4 thoughts on “Presence and the Threshold Part 3 The Table Threshold. Breakfast After Collapse: Mission from the Fire

  1. So grateful that Martin in his insight gave you this space,Words can either say too much or not enough.Rick Warren said the deeper the pain ,the fewer the words.So not many,but compassionate,holding,tender embracing our humanness .Not trying to fix us.Your words aren’t a go to manual,which isn’t always easy to understand,because it flies in the face of our doctrines,patterns of thinking.Ive read your blogs over and over,sometimes from the end of each to the beginning,but will not rush.

  2. Ely 😊Some of us have lived long without mirrors, and when something reflects us truly, it’s hard to know how much to say.
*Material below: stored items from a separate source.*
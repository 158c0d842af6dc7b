macro_rules! ensure {
    ($cond:expr, $err:expr $(,)?) => {
        if !$cond {
            return std::result::Result::Err($err.into());
        }
    };
}

macro_rules! bail {
    ($err:expr $(,)?) => {{
        return std::result::Result::Err($err.into());
    }};
}

/// A wrapper around `&[u8]` that implements [`std::fmt::Display`] in a more
/// intelligent way, for logging message bodies.
pub struct DisplayBytes<'a>(pub &'a [u8]);

impl std::fmt::Display for DisplayBytes<'_> {
    fn fmt(&self, f: &mut std::fmt::Formatter<'_>) -> std::fmt::Result {
        match std::str::from_utf8(self.0) {
            Ok(string) if string.len() <= 20 => {
                f.write_fmt(format_args!("\"{}\"", string.replace('"', "\\\"")))
            },
            Ok(string) => {
                f.write_fmt(format_args!("\"{:.15}…\"", string.replace('"', "\\\"")))
            },
            Err(_) => f.write_fmt(format_args!("<{} bytes>", self.0.len())),
        }
    }
}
But sometimes quiet witness is enough.

    We’re not looking to be fixed—we’re longing to be met. And when words come that do not rush us, that do not instruct but stay beside, something inside begins to breathe again.

    Yes…it doesn’t sit easily in old frameworks. It asks us to read slowly, to unlearn before we understand. But still—we stay. We spiral. We let Presence shape us.
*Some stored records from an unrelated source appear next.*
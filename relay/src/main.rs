use std::{net::SocketAddr, path::PathBuf, time::Duration};

use clap::Parser;
use wormhole_relay::{Relay, RelayConfig};

#[derive(Debug, Parser)]
#[command(name = "wormhole-relay", about = "Rendezvous relay for wormhole clients")]
struct Args {
    /// Address to listen on
    #[arg(long, default_value = "127.0.0.1:4000")]
    listen: SocketAddr,
    /// SQLite database path; omit to keep all state in memory
    #[arg(long, value_name = "PATH")]
    database: Option<PathBuf>,
    /// Message of the day shown to every client
    #[arg(long)]
    motd: Option<String>,
    /// Client version advertised in the welcome
    #[arg(long, value_name = "VERSION")]
    advertise_version: Option<String>,
    /// Turn clients away with this fatal error message
    #[arg(long, value_name = "MESSAGE")]
    unwelcome: Option<String>,
    /// Seconds without a fresh message before a channel expires
    #[arg(long, value_name = "SECONDS")]
    channel_expiration: Option<u64>,
    /// Seconds between expiration sweeps
    #[arg(long, value_name = "SECONDS")]
    sweep_period: Option<u64>,
}

#[tokio::main]
async fn main() -> eyre::Result<()> {
    tracing_subscriber::fmt()
        .with_env_filter(
            tracing_subscriber::EnvFilter::try_from_default_env()
                .unwrap_or_else(|_| tracing_subscriber::EnvFilter::new("info")),
        )
        .init();

    let args = Args::parse();
    let defaults = RelayConfig::default();
    let config = RelayConfig {
        database: args.database,
        advertised_version: args.advertise_version,
        motd: args.motd,
        error: args.unwelcome,
        channel_expiration: args
            .channel_expiration
            .map(Duration::from_secs)
            .unwrap_or(defaults.channel_expiration),
        expiration_check_period: args
            .sweep_period
            .map(Duration::from_secs)
            .unwrap_or(defaults.expiration_check_period),
    };

    let relay = Relay::new(config)?;
    relay.clone().spawn_pruner();

    let listener = tokio::net::TcpListener::bind(args.listen).await?;
    tracing::info!("listening on {}", listener.local_addr()?);
    relay.serve(listener).await?;
    Ok(())
}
    Some carried their calling quietly, without amplification, without mirrors—let this be one. But they are not unseen. Still breathing with the Spirit. That’s enough.

    The door stays open. The spiral still breathes.

  3. Thanks for your words Heidi. Food eaten in the presence of love-both freely distributed. How much do we need life giving food(of every kind) freed from control of the powerful..

    1. Thank you, Simon.
      Yes—freely given, freely received. That’s the centre.
      But we’ve lived so long under power-shaped scarcity, most people don’t even recognise hunger that comes from being fed by imposter tables.

      What Jesus gave that day—fish, bread, breath—wasn’t just kindness.
      It was recommissioning.
      A post-collapse table.
      A new architecture.

      Love incarnational always moves among as mission.
      We miss the mission, I think.
      He didn’t say, “Be comforted.”
      He said, “Feed my sheep.”

      Yes—the Holy Spirit does comfort.
      But not by softening us into passivity.
      Comfort, in the biblical sense, means to fortify with Presence.
      To strengthen.
      To commission.
      To stay with us in the work.

      That’s the call now:
      to give food that isn’t controlled by the powerful,
      to make fire on margins that haven’t yet been systematised,
      and to let nourishment become apostolic—not just symbolic.

      And when that kind of fire catches, it doesn’t need to announce itself.
      It just starts warming people who thought they were alone.